| Task |
Work out how many lines of the records contain "ComponentHealth". Answer with the number and nothing else.

(Records supplied Opens)

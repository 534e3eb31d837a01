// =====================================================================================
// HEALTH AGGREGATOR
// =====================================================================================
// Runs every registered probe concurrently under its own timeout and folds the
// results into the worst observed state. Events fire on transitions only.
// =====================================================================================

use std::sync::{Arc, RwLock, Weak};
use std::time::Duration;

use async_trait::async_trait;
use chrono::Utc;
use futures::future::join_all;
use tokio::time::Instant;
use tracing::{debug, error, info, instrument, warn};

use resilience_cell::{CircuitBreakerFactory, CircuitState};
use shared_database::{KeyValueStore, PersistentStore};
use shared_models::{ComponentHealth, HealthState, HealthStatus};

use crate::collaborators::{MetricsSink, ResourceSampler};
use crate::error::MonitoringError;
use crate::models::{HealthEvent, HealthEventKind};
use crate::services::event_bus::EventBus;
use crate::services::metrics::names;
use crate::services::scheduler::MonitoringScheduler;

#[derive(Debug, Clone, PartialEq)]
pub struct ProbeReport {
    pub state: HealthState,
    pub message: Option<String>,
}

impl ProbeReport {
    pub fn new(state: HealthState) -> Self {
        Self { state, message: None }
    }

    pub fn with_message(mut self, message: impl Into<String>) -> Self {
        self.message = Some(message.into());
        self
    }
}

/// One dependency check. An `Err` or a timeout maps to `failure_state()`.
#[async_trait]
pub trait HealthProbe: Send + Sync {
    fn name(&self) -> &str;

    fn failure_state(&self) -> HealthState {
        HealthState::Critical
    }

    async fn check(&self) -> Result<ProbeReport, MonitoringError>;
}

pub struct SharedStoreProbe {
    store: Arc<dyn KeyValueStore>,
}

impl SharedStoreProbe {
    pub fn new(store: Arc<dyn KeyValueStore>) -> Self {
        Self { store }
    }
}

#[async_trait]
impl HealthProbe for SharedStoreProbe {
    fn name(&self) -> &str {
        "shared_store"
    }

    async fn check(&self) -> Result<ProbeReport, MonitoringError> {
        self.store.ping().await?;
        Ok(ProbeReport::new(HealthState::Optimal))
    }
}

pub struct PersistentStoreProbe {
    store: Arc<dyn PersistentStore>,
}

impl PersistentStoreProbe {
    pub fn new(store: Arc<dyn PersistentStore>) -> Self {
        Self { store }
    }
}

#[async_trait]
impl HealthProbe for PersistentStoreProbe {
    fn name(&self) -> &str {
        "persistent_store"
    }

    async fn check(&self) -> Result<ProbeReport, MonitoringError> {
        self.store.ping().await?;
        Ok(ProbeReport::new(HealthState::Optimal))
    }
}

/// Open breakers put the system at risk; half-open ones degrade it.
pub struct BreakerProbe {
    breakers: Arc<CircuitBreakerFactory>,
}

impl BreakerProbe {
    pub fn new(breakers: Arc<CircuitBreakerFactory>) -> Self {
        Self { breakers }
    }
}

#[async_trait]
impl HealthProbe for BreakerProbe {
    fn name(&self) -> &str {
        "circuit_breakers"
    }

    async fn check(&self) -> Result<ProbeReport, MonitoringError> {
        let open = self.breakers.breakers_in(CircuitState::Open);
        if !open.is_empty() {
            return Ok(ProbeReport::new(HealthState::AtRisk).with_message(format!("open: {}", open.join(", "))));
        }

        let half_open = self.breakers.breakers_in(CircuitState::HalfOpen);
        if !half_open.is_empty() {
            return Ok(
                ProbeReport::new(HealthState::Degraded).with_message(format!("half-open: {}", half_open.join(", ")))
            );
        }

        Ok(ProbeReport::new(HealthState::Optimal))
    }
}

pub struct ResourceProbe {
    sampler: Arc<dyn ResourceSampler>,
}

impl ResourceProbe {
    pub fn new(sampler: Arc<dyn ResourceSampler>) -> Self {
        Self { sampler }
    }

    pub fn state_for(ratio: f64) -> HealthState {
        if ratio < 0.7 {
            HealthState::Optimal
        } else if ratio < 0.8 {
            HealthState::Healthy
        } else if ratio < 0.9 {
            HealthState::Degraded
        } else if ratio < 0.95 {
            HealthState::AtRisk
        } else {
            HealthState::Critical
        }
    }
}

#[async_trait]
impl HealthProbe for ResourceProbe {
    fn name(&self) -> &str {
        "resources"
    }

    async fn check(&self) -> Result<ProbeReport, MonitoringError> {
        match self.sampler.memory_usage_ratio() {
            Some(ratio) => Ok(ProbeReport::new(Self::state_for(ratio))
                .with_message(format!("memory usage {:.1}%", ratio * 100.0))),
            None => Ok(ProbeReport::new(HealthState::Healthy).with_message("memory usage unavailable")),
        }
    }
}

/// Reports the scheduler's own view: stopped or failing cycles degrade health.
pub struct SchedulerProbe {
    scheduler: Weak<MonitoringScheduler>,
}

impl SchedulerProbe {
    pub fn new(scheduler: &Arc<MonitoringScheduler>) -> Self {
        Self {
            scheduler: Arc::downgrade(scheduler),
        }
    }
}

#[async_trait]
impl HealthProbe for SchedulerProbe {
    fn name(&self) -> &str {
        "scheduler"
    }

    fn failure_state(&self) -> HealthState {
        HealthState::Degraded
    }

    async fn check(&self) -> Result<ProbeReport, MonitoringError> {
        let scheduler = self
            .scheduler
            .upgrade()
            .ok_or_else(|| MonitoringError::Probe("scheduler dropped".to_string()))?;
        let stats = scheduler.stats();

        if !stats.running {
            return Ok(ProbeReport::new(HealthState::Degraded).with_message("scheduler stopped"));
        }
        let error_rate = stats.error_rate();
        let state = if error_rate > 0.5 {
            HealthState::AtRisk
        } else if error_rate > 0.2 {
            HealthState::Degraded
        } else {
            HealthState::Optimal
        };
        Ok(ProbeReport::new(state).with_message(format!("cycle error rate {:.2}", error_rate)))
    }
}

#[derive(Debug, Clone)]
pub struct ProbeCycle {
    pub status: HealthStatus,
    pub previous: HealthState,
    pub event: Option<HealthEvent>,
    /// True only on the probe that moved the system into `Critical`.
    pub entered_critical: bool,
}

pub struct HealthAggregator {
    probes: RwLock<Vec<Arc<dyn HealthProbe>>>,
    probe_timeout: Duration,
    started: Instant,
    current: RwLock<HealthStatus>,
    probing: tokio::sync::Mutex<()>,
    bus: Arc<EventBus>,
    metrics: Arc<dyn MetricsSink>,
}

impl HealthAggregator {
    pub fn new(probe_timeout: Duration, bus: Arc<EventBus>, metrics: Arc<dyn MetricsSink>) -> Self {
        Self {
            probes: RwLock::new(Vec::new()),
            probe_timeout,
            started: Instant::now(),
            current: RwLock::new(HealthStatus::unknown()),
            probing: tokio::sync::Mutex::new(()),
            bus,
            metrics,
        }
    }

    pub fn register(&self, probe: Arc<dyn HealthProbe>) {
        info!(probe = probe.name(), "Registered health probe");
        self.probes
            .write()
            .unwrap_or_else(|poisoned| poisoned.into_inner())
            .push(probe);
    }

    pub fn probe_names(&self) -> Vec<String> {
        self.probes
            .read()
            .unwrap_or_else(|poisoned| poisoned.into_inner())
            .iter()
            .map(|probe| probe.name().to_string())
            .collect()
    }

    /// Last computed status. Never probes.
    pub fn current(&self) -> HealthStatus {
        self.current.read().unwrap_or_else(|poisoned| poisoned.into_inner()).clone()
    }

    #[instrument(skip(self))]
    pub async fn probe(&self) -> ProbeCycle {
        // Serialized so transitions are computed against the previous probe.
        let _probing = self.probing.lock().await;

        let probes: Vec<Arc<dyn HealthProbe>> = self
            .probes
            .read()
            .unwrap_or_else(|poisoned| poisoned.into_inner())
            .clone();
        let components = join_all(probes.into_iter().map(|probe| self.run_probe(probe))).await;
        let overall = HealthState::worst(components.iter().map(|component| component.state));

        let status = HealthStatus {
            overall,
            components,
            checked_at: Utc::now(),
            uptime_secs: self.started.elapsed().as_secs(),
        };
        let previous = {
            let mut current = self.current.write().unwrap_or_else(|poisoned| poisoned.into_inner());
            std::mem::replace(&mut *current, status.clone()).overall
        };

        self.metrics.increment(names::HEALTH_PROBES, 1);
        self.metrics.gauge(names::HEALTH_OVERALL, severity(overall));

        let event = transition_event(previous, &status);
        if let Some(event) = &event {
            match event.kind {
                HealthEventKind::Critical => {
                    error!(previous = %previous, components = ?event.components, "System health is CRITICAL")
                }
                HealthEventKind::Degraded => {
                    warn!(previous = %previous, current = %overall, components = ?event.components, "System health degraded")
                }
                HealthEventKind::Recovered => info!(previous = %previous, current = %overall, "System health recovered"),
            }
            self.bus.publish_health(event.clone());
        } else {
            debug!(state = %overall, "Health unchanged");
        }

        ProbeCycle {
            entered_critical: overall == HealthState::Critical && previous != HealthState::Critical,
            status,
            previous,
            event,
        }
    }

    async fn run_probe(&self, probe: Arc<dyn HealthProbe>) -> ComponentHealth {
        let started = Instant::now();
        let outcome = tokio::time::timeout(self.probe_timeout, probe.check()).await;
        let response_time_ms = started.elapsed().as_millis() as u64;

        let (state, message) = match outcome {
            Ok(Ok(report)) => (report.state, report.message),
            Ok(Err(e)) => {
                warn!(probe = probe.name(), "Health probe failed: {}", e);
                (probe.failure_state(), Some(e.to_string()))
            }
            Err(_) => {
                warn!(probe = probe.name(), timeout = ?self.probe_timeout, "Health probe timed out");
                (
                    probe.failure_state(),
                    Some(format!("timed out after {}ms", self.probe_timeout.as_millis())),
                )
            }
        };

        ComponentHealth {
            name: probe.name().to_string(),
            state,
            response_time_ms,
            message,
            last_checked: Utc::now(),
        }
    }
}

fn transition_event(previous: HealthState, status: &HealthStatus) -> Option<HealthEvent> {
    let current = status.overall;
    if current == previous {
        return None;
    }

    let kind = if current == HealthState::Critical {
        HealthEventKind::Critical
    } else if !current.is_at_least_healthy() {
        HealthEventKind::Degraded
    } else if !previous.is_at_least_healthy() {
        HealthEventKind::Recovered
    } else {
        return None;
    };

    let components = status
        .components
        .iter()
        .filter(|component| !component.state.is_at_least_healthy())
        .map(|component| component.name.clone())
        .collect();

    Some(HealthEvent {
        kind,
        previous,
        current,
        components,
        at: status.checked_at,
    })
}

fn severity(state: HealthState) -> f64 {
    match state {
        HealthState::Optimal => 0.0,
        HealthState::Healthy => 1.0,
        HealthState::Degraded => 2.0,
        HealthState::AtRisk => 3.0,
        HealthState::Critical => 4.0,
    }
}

(Records supplied Closes)

| Result for this exercise |
3